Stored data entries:
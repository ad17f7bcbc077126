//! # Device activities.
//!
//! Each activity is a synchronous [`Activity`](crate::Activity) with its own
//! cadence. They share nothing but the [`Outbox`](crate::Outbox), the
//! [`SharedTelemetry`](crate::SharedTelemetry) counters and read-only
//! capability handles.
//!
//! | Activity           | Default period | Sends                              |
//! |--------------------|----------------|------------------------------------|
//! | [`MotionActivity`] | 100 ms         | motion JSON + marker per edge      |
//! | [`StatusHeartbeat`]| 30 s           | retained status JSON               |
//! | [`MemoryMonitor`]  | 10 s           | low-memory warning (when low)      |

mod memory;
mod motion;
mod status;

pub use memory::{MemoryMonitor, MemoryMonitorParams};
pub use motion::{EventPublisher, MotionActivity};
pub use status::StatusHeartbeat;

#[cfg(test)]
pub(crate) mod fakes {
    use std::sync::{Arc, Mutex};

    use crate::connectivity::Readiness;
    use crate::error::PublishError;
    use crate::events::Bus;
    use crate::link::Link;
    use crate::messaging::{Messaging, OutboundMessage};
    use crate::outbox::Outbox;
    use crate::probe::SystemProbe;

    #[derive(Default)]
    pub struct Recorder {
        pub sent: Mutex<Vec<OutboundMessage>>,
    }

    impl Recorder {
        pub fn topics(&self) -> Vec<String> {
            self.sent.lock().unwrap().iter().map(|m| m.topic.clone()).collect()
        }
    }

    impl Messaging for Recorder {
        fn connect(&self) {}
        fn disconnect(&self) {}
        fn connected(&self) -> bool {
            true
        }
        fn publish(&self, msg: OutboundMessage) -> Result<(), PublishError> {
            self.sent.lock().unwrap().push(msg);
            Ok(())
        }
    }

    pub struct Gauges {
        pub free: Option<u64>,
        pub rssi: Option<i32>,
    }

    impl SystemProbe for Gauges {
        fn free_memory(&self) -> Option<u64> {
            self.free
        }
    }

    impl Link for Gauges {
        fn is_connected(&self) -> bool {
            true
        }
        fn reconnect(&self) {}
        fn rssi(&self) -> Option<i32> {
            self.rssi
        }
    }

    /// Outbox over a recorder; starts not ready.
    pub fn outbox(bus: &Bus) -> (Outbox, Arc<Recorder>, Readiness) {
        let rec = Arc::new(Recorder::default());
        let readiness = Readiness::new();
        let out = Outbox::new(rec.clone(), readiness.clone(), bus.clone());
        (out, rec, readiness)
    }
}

→ To do:
All the entries are to be reproduced verbatim.

→ Exercise solution:
repository ad17f7bcbc077126
//! # Device activities.
//!
//! Each activity is a synchronous [`Activity`](crate::Activity) with its own
//! cadence. They share nothing but the [`Outbox`](crate::Outbox), the
//! [`SharedTelemetry`](crate::SharedTelemetry) counters and read-only
//! capability handles.
//!
//! | Activity           | Default period | Sends                              |
//! |--------------------|----------------|------------------------------------|
//! | [`MotionActivity`] | 100 ms         | motion JSON + marker per edge      |
//! | [`StatusHeartbeat`]| 30 s           | retained status JSON               |
//! | [`MemoryMonitor`]  | 10 s           | low-memory warning (when low)      |

mod memory;
mod motion;
mod status;

pub use memory::{MemoryMonitor, MemoryMonitorParams};
pub use motion::{EventPublisher, MotionActivity};
pub use status::StatusHeartbeat;

#[cfg(test)]
pub(crate) mod fakes {
    use std::sync::{Arc, Mutex};

    use crate::connectivity::Readiness;
    use crate::error::PublishError;
    use crate::events::Bus;
    use crate::link::Link;
    use crate::messaging::{Messaging, OutboundMessage};
    use crate::outbox::Outbox;
    use crate::probe::SystemProbe;

    #[derive(Default)]
    pub struct Recorder {
        pub sent: Mutex<Vec<OutboundMessage>>,
    }

    impl Recorder {
        pub fn topics(&self) -> Vec<String> {
            self.sent.lock().unwrap().iter().map(|m| m.topic.clone()).collect()
        }
    }

    impl Messaging for Recorder {
        fn connect(&self) {}
        fn disconnect(&self) {}
        fn connected(&self) -> bool {
            true
        }
        fn publish(&self, msg: OutboundMessage) -> Result<(), PublishError> {
            self.sent.lock().unwrap().push(msg);
            Ok(())
        }
    }

    pub struct Gauges {
        pub free: Option<u64>,
        pub rssi: Option<i32>,
    }

    impl SystemProbe for Gauges {
        fn free_memory(&self) -> Option<u64> {
            self.free
        }
    }

    impl Link for Gauges {
        fn is_connected(&self) -> bool {
            true
        }
        fn reconnect(&self) {}
        fn rssi(&self) -> Option<i32> {
            self.rssi
        }
    }

    /// Outbox over a recorder; starts not ready.
    pub fn outbox(bus: &Bus) -> (Outbox, Arc<Recorder>, Readiness) {
        let rec = Arc::new(Recorder::default());
        let readiness = Readiness::new();
        let out = Outbox::new(rec.clone(), readiness.clone(), bus.clone());
        (out, rec, readiness)
    }
}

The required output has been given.